Stored data entries
▽

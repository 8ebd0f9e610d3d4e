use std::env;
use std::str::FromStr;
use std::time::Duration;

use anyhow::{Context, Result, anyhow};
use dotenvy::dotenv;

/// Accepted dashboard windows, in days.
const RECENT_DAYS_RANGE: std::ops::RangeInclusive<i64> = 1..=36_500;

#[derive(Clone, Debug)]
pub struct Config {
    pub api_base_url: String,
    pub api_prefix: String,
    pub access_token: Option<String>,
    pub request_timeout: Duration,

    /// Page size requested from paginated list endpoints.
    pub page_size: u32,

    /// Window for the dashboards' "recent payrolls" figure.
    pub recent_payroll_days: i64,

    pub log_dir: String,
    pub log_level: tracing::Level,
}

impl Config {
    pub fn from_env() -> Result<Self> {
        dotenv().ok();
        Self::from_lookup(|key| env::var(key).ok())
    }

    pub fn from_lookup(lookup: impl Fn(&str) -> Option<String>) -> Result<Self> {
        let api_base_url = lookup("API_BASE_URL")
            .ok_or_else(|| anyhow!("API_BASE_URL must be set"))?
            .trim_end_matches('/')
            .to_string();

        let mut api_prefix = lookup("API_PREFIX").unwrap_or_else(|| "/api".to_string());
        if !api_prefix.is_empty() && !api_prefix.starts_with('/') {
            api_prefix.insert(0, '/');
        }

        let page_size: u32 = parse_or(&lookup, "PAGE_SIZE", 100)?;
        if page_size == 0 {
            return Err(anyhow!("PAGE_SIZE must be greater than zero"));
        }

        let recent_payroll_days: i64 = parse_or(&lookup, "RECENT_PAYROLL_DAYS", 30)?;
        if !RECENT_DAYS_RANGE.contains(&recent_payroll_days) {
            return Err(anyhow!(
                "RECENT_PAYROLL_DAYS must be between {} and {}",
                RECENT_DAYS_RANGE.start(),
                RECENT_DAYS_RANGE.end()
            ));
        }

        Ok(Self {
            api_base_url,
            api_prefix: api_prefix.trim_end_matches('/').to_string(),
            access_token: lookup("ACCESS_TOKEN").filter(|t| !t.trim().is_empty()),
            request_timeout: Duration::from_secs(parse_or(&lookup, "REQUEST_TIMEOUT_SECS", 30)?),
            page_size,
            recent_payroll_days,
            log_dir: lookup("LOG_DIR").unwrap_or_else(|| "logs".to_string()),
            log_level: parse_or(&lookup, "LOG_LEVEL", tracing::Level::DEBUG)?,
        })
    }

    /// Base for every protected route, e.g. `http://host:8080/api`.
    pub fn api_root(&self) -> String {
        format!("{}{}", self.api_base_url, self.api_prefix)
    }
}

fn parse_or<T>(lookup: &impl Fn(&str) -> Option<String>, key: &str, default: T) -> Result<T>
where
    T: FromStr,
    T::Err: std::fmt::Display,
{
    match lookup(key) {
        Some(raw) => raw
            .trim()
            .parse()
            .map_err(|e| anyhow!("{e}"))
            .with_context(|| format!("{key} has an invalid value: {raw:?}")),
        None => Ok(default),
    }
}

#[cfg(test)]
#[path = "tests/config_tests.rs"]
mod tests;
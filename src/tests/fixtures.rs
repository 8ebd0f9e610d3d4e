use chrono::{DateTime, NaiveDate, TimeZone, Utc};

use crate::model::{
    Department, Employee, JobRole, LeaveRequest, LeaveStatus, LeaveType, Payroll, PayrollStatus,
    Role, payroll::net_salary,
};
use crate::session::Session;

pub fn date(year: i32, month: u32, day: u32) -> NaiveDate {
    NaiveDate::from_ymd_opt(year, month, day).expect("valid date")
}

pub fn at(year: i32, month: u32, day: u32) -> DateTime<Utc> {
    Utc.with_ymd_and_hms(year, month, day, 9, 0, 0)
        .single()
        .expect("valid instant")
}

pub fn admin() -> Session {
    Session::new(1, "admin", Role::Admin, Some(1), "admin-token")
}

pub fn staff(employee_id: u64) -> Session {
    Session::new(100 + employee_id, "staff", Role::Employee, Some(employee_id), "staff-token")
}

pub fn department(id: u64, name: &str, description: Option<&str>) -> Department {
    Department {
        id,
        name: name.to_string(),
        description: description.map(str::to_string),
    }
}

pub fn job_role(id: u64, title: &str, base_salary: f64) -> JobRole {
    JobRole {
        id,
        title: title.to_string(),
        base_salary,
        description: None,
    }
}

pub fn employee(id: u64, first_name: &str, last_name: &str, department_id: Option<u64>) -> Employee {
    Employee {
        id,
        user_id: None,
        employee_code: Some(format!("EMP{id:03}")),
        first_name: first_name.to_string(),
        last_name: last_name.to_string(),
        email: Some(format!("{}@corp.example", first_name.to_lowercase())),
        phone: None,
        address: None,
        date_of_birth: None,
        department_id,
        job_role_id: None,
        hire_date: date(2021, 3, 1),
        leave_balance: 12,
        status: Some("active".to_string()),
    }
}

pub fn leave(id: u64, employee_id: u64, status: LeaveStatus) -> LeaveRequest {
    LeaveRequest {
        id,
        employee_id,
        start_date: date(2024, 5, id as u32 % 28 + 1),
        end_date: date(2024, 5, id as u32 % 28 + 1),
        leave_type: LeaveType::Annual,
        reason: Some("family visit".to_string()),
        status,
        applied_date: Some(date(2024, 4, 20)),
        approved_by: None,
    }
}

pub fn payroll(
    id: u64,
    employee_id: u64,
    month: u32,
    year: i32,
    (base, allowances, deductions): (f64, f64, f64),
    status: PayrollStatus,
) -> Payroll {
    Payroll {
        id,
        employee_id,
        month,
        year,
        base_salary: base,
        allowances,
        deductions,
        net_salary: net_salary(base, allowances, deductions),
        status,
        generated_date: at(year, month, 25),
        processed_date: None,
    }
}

△

## [Task]
Copy the data above in its entirety, exactly as given.

## [Solution to this problem]
repository 8ebd0f9e610d3d4e
use std::env;
use std::str::FromStr;
use std::time::Duration;

use anyhow::{Context, Result, anyhow};
use dotenvy::dotenv;

/// Accepted dashboard windows, in days.
const RECENT_DAYS_RANGE: std::ops::RangeInclusive<i64> = 1..=36_500;

#[derive(Clone, Debug)]
pub struct Config {
    pub api_base_url: String,
    pub api_prefix: String,
    pub access_token: Option<String>,
    pub request_timeout: Duration,

    /// Page size requested from paginated list endpoints.
    pub page_size: u32,

    /// Window for the dashboards' "recent payrolls" figure.
    pub recent_payroll_days: i64,

    pub log_dir: String,
    pub log_level: tracing::Level,
}

impl Config {
    pub fn from_env() -> Result<Self> {
        dotenv().ok();
        Self::from_lookup(|key| env::var(key).ok())
    }

    pub fn from_lookup(lookup: impl Fn(&str) -> Option<String>) -> Result<Self> {
        let api_base_url = lookup("API_BASE_URL")
            .ok_or_else(|| anyhow!("API_BASE_URL must be set"))?
            .trim_end_matches('/')
            .to_string();

        let mut api_prefix = lookup("API_PREFIX").unwrap_or_else(|| "/api".to_string());
        if !api_prefix.is_empty() && !api_prefix.starts_with('/') {
            api_prefix.insert(0, '/');
        }

        let page_size: u32 = parse_or(&lookup, "PAGE_SIZE", 100)?;
        if page_size == 0 {
            return Err(anyhow!("PAGE_SIZE must be greater than zero"));
        }

        let recent_payroll_days: i64 = parse_or(&lookup, "RECENT_PAYROLL_DAYS", 30)?;
        if !RECENT_DAYS_RANGE.contains(&recent_payroll_days) {
            return Err(anyhow!(
                "RECENT_PAYROLL_DAYS must be between {} and {}",
                RECENT_DAYS_RANGE.start(),
                RECENT_DAYS_RANGE.end()
            ));
        }

        Ok(Self {
            api_base_url,
            api_prefix: api_prefix.trim_end_matches('/').to_string(),
            access_token: lookup("ACCESS_TOKEN").filter(|t| !t.trim().is_empty()),
            request_timeout: Duration::from_secs(parse_or(&lookup, "REQUEST_TIMEOUT_SECS", 30)?),
            page_size,
            recent_payroll_days,
            log_dir: lookup("LOG_DIR").unwrap_or_else(|| "logs".to_string()),
            log_level: parse_or(&lookup, "LOG_LEVEL", tracing::Level::DEBUG)?,
        })
    }

    /// Base for every protected route, e.g. `http://host:8080/api`.
    pub fn api_root(&self) -> String {
        format!("{}{}", self.api_base_url, self.api_prefix)
    }
}

fn parse_or<T>(lookup: &impl Fn(&str) -> Option<String>, key: &str, default: T) -> Result<T>
where
    T: FromStr,
    T::Err: std::fmt::Display,
{
    match lookup(key) {
        Some(raw) => raw
            .trim()
            .parse()
            .map_err(|e| anyhow!("{e}"))
            .with_context(|| format!("{key} has an invalid value: {raw:?}")),
        None => Ok(default),
    }
}

#[cfg(test)]
#[path = "tests/config_tests.rs"]
mod tests;
filename src/tests/fixtures.rs
repository 8ebd0f9e610d3d4e
use chrono::{DateTime, NaiveDate, TimeZone, Utc};

use crate::model::{
    Department, Employee, JobRole, LeaveRequest, LeaveStatus, LeaveType, Payroll, PayrollStatus,
    Role, payroll::net_salary,
};
use crate::session::Session;

pub fn date(year: i32, month: u32, day: u32) -> NaiveDate {
    NaiveDate::from_ymd_opt(year, month, day).expect("valid date")
}

pub fn at(year: i32, month: u32, day: u32) -> DateTime<Utc> {
    Utc.with_ymd_and_hms(year, month, day, 9, 0, 0)
        .single()
        .expect("valid instant")
}

pub fn admin() -> Session {
    Session::new(1, "admin", Role::Admin, Some(1), "admin-token")
}

pub fn staff(employee_id: u64) -> Session {
    Session::new(100 + employee_id, "staff", Role::Employee, Some(employee_id), "staff-token")
}

pub fn department(id: u64, name: &str, description: Option<&str>) -> Department {
    Department {
        id,
        name: name.to_string(),
        description: description.map(str::to_string),
    }
}

pub fn job_role(id: u64, title: &str, base_salary: f64) -> JobRole {
    JobRole {
        id,
        title: title.to_string(),
        base_salary,
        description: None,
    }
}

pub fn employee(id: u64, first_name: &str, last_name: &str, department_id: Option<u64>) -> Employee {
    Employee {
        id,
        user_id: None,
        employee_code: Some(format!("EMP{id:03}")),
        first_name: first_name.to_string(),
        last_name: last_name.to_string(),
        email: Some(format!("{}@corp.example", first_name.to_lowercase())),
        phone: None,
        address: None,
        date_of_birth: None,
        department_id,
        job_role_id: None,
        hire_date: date(2021, 3, 1),
        leave_balance: 12,
        status: Some("active".to_string()),
    }
}

pub fn leave(id: u64, employee_id: u64, status: LeaveStatus) -> LeaveRequest {
    LeaveRequest {
        id,
        employee_id,
        start_date: date(2024, 5, id as u32 % 28 + 1),
        end_date: date(2024, 5, id as u32 % 28 + 1),
        leave_type: LeaveType::Annual,
        reason: Some("family visit".to_string()),
        status,
        applied_date: Some(date(2024, 4, 20)),
        approved_by: None,
    }
}

pub fn payroll(
    id: u64,
    employee_id: u64,
    month: u32,
    year: i32,
    (base, allowances, deductions): (f64, f64, f64),
    status: PayrollStatus,
) -> Payroll {
    Payroll {
        id,
        employee_id,
        month,
        year,
        base_salary: base,
        allowances,
        deductions,
        net_salary: net_salary(base, allowances, deductions),
        status,
        generated_date: at(year, month, 25),
        processed_date: None,
    }
}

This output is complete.